PATIENTS AND METHODS

Study Design

This cross-sectional study evaluated HIV-infected children at the final study visit of a randomized clinical trial (NEVEREST 2) that assessed continued ritonavir-boosted lopinavir (lopinavir/ritonavir)-based therapy vs. switching to nevirapine-based therapy, conducted from 2005 to 2010.19 In NEVEREST 2, children who maintained a viral load (VL) <400 copies/mL for ≥3 months while on their primary lopinavir/ritonavir-containing regimen were randomized to one of two groups. Children randomized to the lopinavir/ritonavir-group continued to receive lopinavir/ritonavir (230 mg/m2), lamivudine (4 mg/kg), and stavudine (1 mg/kg) whereas the nevirapine-group children switched to nevirapine (120 mg/m2 once per day for the first 2 weeks and thereafter 200 mg/m2 every 12 hours), lamivudine, and stavudine, the two regimens recommended for pediatric use in South Africa.20 The study was conducted at the Empilweni Clinical Research Unit at Rahima Moosa Mother and Child Hospital in Johannesburg, South Africa and was approved by the Institutional Review Boards of Columbia University and the University of the Witwatersrand. Each child’s guardian provided signed informed consent.

Measurements

Weight (kg) was measured using a digital scale and height (cm) was measured using a stadiometer. Body mass index (BMI) was calculated as weight (kg) divided by squared height (m2). Weight-for-age (WAZ), height-for-age (HAZ), and BMI-for-age z-scores (BAZ) were determined using WHO standards.21 Blood pressure was measured using an electronic sphygmomanometer with a pediatric cuff (Angelus, Model number SN-AJ710150) and compared with age and sex reference values.22 A clinical assessment for lipodystrophy was completed by two trained physicians (RS, LM) and children were classified as having lipodystrophy (LD+), possible lipodystrophy (possible LD), and no signs of lipodystrophy (LD−) if ≥2, 1, or 0 of the following features of lipoatrophy (sunken cheeks, temporal wasting, skinny limbs, wasting of buttocks) or lipohypertrophy (increased abdominal girth, dorsal cervical enlargement, breast enlargement) were present.12

Following an overnight fast (≥8 hours), TC, LDL, high-density lipoprotein (HDL), triglycerides, C-reactive-protein (CRP), and insulin were measured using the Roche COBAS®INTEGRA 400 system and venous blood glucose with a handheld glucometer. VL by quantitative HIV-1 RNA PCR (Cobas Ampliprep Taqman V2, Roche), absolute CD4 count, and CD4 percentages (Beckman Coulter Flow Analyzer) were also determined. TC categories were set as <4.4 mmol/L (<170 mg/dL) for acceptable, 4.4–5.1 mmol/L (170–199 mg/dL) for borderline, and ≥5.2 mmol/L (≥200 mg/dL) for elevated.23 A cut off value of 0.9 mmol/L (<35 mg/dL) was used for abnormal HDL concentrations.24 LDL categories were set as <2.9 mmol/L (<110 mg/dL) for acceptable, 2.9–3.3 mmol/L (110–129 mg/dL) for borderline, and ≥3.4 mmol/L (≥130 mg/dL) for elevated. Triglycerides >1.69 mmol/L (>150 mg/dL) and CRP >3 mg/L were considered elevated.2325 Impaired fasting glucose was defined as ≥6.11 mmol/L (≥110 mg/dL).26 Homeostasis model assessment of insulin resistance (HOMA-IR) >3.16 was used to determine insulin resistance.27 All impaired fasting glucose measurements were repeated for confirmation.

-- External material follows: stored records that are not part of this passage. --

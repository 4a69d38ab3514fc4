#![deny(missing_docs)]

//! # kicks-core: Foundational Types for the Kicks Marketplace
//!
//! Every other crate in the workspace depends on this one. It has no internal
//! crate dependencies: only `serde` and `thiserror` from the ecosystem.
//!
//! ## Design Principles
//!
//! 1. **Money is never a float.** [`Money`] is an `i64` count of minor units
//!    tagged with a [`Currency`]. Fee splits use integer arithmetic with
//!    explicit half-up rounding, so `payout + fee == total` holds exactly.
//!
//! 2. **Newtype wrappers for identifiers.** An [`OrderId`] cannot be passed
//!    where a [`UserId`] is expected. Both validate their format at
//!    construction and on deserialization.
//!
//! 3. **[`format_amount`] is the only presentation formatter.** Business logic
//!    never renders money; rendering never performs business logic.

pub mod error;
pub mod identity;
pub mod money;

pub use error::{MoneyError, ValidationError};
pub use identity::{OrderId, UserId};
pub use money::{format_amount, Currency, FeeRate, Money};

Anthropometrics, including circumferences and skinfold thicknesses, were measured by two trained physicians (RS, LM) unblinded to treatment using the average of triplicate standardized measurements. Circumferences were measured to the nearest 0.1 cm using a flexible tape measure with a spring tension attachment at the mid-upper arm (MUAC), mid- upper thigh (MTC), mid-waist (MWC), and maximum hip (MHC). Skinfolds, including bicep skinfold (BSF), tricep skinfold (TSF), subscapular skinfold (SSF), suprailiac skinfold (SISF), umbilical skinfold (USF), and mid-thigh skinfold (MTSF), were measured with a Harpendon caliper (Baty International, England). Cumulative skinfold sum (SFS) was calculated by adding BSF, TSF, SSF, SISF, USF, and MTSF.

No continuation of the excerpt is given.